DESCRIPTION (provided by applicant): The main function of the vascular endothelium is the mediation and control of the transendothelial exchanges of water and solutes (both small and large molecules) between blood plasma and theinterstitial fluid, in short the control of vascular permeability. This function is obviously "vital", being critical for normal growth, maintainance and survival of all the cells from all tissues and organs . While the morphological structures involved in transendothelial exchanges have been identified (i.e. caveolae, endothelial specific organelles such as transendothelial channels, fenestrae, vesiculo-vacuolar organelles as well as intercellular junctions), there is very little to no biochemical evidence on the molecular composition of the structures involved, their biogenesis and regulation. The major goals of this research proposal are to elucidate the role of endothelial caveolae and their associated stomatal diaphragms in the transendothelial transport physiology. The findings will also document a novel aspect of the transendothelial transport namely the possibility and ways of its modulation (in rate and components transported). Besides their impact on the understanding of the normal physiological process of the transendothelial transport, the data could be used further in the study of the pathophysiology of several human diseases such as tumor angiogenesis, atherosclerosis, acute and chronic inflammation (both viral and bacterial infections, transplant rejection, allergic encephalomyelytis, Alzheimer disease) where such modulations have been shown to occur. These studies could also provide novel transport related endothelial specific molecular markers that could be used in designing strategies for drugs and gene targeting to selected microvascular beds. The techniques employed are cell fractionation, biochemical assays, cell free-assays, in-vivo transport studies, genetically modified animal models, cell culture, transfections, light and electron microscopy.

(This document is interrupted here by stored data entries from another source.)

use axum::body::Bytes;
use axum::extract::State;
use axum::http::{HeaderMap, StatusCode};
use axum::routing::post;
use axum::Router;
use chrono::Utc;
use gatekeeper::clock::ManualClock;
use gatekeeper::validation::RegisterWebhook;
use gatekeeper::webhook::{signature, DeliveryStatus, ReqwestTransport};
use gatekeeper::{Dimension, Gatekeeper, GatekeeperError};
use serde_json::{json, Value};
use std::collections::HashMap;
use std::net::SocketAddr;
use std::sync::atomic::{AtomicUsize, Ordering};
use std::sync::{Arc, Mutex};
use std::time::Duration;
use tokio_test::{assert_err, assert_ok};

#[derive(Debug, Clone)]
struct Received {
    headers: HeaderMap,
    body: Bytes,
}

/// Receiver that answers 500 to its first `failures` requests, then 200.
#[derive(Clone)]
struct MockReceiver {
    failures: Arc<AtomicUsize>,
    received: Arc<Mutex<Vec<Received>>>,
}

impl MockReceiver {
    fn received(&self) -> Vec<Received> {
        self.received.lock().unwrap().clone()
    }
}

async fn receive(State(receiver): State<MockReceiver>, headers: HeaderMap, body: Bytes) -> StatusCode {
    receiver.received.lock().unwrap().push(Received { headers, body });
    let failing = receiver
        .failures
        .fetch_update(Ordering::SeqCst, Ordering::SeqCst, |left| left.checked_sub(1))
        .is_ok();
    if failing {
        StatusCode::INTERNAL_SERVER_ERROR
    } else {
        StatusCode::OK
    }
}

async fn spawn_receiver(failures: usize) -> (SocketAddr, MockReceiver) {
    let receiver = MockReceiver {
        failures: Arc::new(AtomicUsize::new(failures)),
        received: Arc::new(Mutex::new(Vec::new())),
    };
    let app = Router::new()
        .route("/hook", post(receive))
        .with_state(receiver.clone());
    let listener = tokio::net::TcpListener::bind("127.0.0.1:0").await.unwrap();
    let addr = listener.local_addr().unwrap();
    tokio::spawn(async move {
        axum::serve(listener, app).await.unwrap();
    });
    (addr, receiver)
}

fn gatekeeper_with_clock() -> (Gatekeeper, ManualClock) {
    let clock = ManualClock::new(Utc::now());
    let gatekeeper = Gatekeeper::in_memory(
        Arc::new(ReqwestTransport::default()),
        Arc::new(clock.clone()),
    );
    (gatekeeper, clock)
}

#[tokio::test]
async fn test_webhook_retries_until_receiver_recovers() {
    let (addr, receiver) = spawn_receiver(3).await;
    let (gatekeeper, clock) = gatekeeper_with_clock();
    let webhooks = gatekeeper.webhooks();

    let webhook = webhooks
        .register(RegisterWebhook::new(
            format!("http://{}/hook", addr),
            &["settings.updated"],
        ))
        .await
        .unwrap();

    let payload = json!({"section": "colors", "primary": "#1d4ed8"});
    let ids = webhooks.trigger("settings.updated", &payload).await;
    assert_eq!(ids.len(), 1);

    for _ in 0..3 {
        let pending = webhooks.delivery(ids[0]).await.unwrap();
        assert_eq!(pending.status, DeliveryStatus::Pending);
        clock.set(pending.next_retry_at.unwrap());
        webhooks.process_pending().await.unwrap();
    }

    let delivery = webhooks.delivery(ids[0]).await.unwrap();
    assert_eq!(delivery.status, DeliveryStatus::Success);
    assert_eq!(delivery.attempt_count, 4);
    assert_eq!(delivery.response_code, Some(200));

    let received = receiver.received();
    assert_eq!(received.len(), 4);
    for request in &received {
        let header = request.headers["x-signature"].to_str().unwrap();
        assert!(signature::verify(&webhook.secret, &request.body, header));
        assert_eq!(request.headers["x-event"], "settings.updated");
        assert_eq!(request.headers["x-delivery-id"], ids[0].to_string().as_str());
        assert_eq!(request.headers["content-type"], "application/json");
        assert!(request.headers["user-agent"]
            .to_str()
            .unwrap()
            .starts_with("gatekeeper/"));

        let body: Value = serde_json::from_slice(&request.body).unwrap();
        assert_eq!(body["event"], "settings.updated");
        assert_eq!(body["payload"], payload);
    }

    let history = webhooks.deliveries(webhook.id, 10).await.unwrap();
    assert_eq!(history.len(), 1);
}

#[tokio::test]
async fn test_unreachable_receiver_is_rescheduled() {
    let (gatekeeper, _clock) = gatekeeper_with_clock();
    let webhooks = gatekeeper.webhooks();
    webhooks
        .register(RegisterWebhook::new("http://127.0.0.1:9/hook", &["backup.created"]))
        .await
        .unwrap();

    // Delivery failures never reach the triggering caller.
    let ids = webhooks.trigger("backup.created", &json!({})).await;
    let delivery = webhooks.delivery(ids[0]).await.unwrap();
    assert_eq!(delivery.status, DeliveryStatus::Pending);
    assert_eq!(delivery.attempt_count, 1);
    assert!(delivery.response_code.is_none());
    assert!(delivery.last_error.is_some());
}

#[tokio::test]
async fn test_rate_limit_admission_by_resolved_origin() {
    let (gatekeeper, _clock) = gatekeeper_with_clock();
    let headers: HashMap<String, String> =
        [("X-Forwarded-For".to_string(), "203.0.113.9, 10.0.0.1".to_string())].into();
    let origin = gatekeeper.ip_resolver().resolve(&headers, None);
    assert_eq!(origin, "203.0.113.9");

    let limiter = gatekeeper.rate_limiter();
    for _ in 0..3 {
        assert_ok!(limiter.check_and_consume("backup_restore", "user-1", &origin).await);
    }
    let err = assert_err!(limiter.check_and_consume("backup_restore", "user-1", &origin).await);
    match err {
        GatekeeperError::RateLimitExceeded {
            retry_after,
            dimension,
        } => {
            assert_eq!(dimension, Dimension::User);
            assert!(retry_after <= Duration::from_secs(3600));
        }
        other => panic!("unexpected error: {other}"),
    }

    // The origin quota is shared, so another user behind the same address is refused too.
    let err = assert_err!(limiter.check_and_consume("backup_restore", "user-2", &origin).await);
    assert!(matches!(
        err,
        GatekeeperError::RateLimitExceeded {
            dimension: Dimension::Origin,
            ..
        }
    ));
}

#[tokio::test]
async fn test_duplicate_submissions_run_once() {
    let (gatekeeper, _clock) = gatekeeper_with_clock();
    let runs = Arc::new(AtomicUsize::new(0));

    let mut tasks = Vec::new();
    for nonce in 0..5 {
        let gatekeeper = gatekeeper.clone();
        let runs = runs.clone();
        tasks.push(tokio::spawn(async move {
            let data = json!({"theme": "dark", "accent": "teal", "_wpnonce": nonce});
            gatekeeper
                .dedup()
                .execute_once("settings_save", "user-1", &data, None, || async move {
                    runs.fetch_add(1, Ordering::SeqCst);
                    tokio::time::sleep(Duration::from_millis(100)).await;
                    Ok::<_, GatekeeperError>(json!({"saved": true, "version": 4}))
                })
                .await
        }));
    }

    for task in tasks {
        let result = task.await.unwrap().unwrap();
        assert_eq!(result, json!({"saved": true, "version": 4}));
    }
    assert_eq!(runs.load(Ordering::SeqCst), 1);
}

#[tokio::test]
async fn test_exclusive_operation_rejects_concurrent_writer() {
    let (gatekeeper, _clock) = gatekeeper_with_clock();
    let locks = gatekeeper.locks();
    let payload = json!({"backup": "2024-06-01"});

    let token = locks
        .acquire("backup_restore", "user-1", &payload, None)
        .await
        .unwrap();
    let contended = locks
        .run_exclusive("backup_restore", "user-1", &payload, None, || async {
            Ok::<_, GatekeeperError>(())
        })
        .await;
    assert!(matches!(contended, Err(GatekeeperError::LockHeld { .. })));

    assert!(locks.release(&token).await.unwrap());
    let done = locks
        .run_exclusive("backup_restore", "user-1", &payload, None, || async {
            Ok::<_, GatekeeperError>("restored")
        })
        .await
        .unwrap();
    assert_eq!(done, "restored");
    assert!(!locks.is_locked("backup_restore", "user-1", &payload).await.unwrap());
}

#[tokio::test]
async fn test_health_check_reports_store() {
    let (gatekeeper, _clock) = gatekeeper_with_clock();
    let health = gatekeeper.health_check().await;
    assert!(health.is_healthy());
    assert_eq!(health.backend, "memory");
}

描述（申请人提供）：血管内皮的主要功能是调节和控制血浆和间质液之间的水和溶质（小分子和大分子）的跨内皮交换，简而言之是控制血管通透性。这一功能显然是“至关重要的”，对于所有组织和器官的所有细胞的正常生长、维持和生存至关重要。虽然已经确定了参与跨内皮交换的形态结构（即小窝、内皮特异性细胞器，如跨内皮通道、窗孔、囊泡-液泡细胞器以及细胞间连接），但关于跨内皮交换的分子组成的生化证据很少甚至没有。涉及的结构、它们的生物发生和调节。该研究计划的主要目标是阐明内皮细胞膜穴及其相关的气孔隔膜在跨内皮运输生理学中的作用。研究结果还将记录跨内皮运输的一个新颖方面，即其调节的可能性和方式（在运输的速率和成分方面）。除了对理解跨内皮转运的正常生理过程的影响外，这些数据还可以进一步用于研究几种人类疾病的病理生理学，例如肿瘤血管生成、动脉粥样硬化、急性和慢性炎症（病毒和细菌感染、移植排斥、过敏性脑脊髓炎、阿尔茨海默病），这些调节已被证明会发生。这些研究还可以提供新型运输相关的内皮特异性分子标记，可用于设计针对选定微血管床的药物和基因靶向策略。所采用的技术包括细胞分级分离、生化测定、无细胞测定、体内转运研究、转基因动物模型、细胞培养、转染、光学和电子显微镜。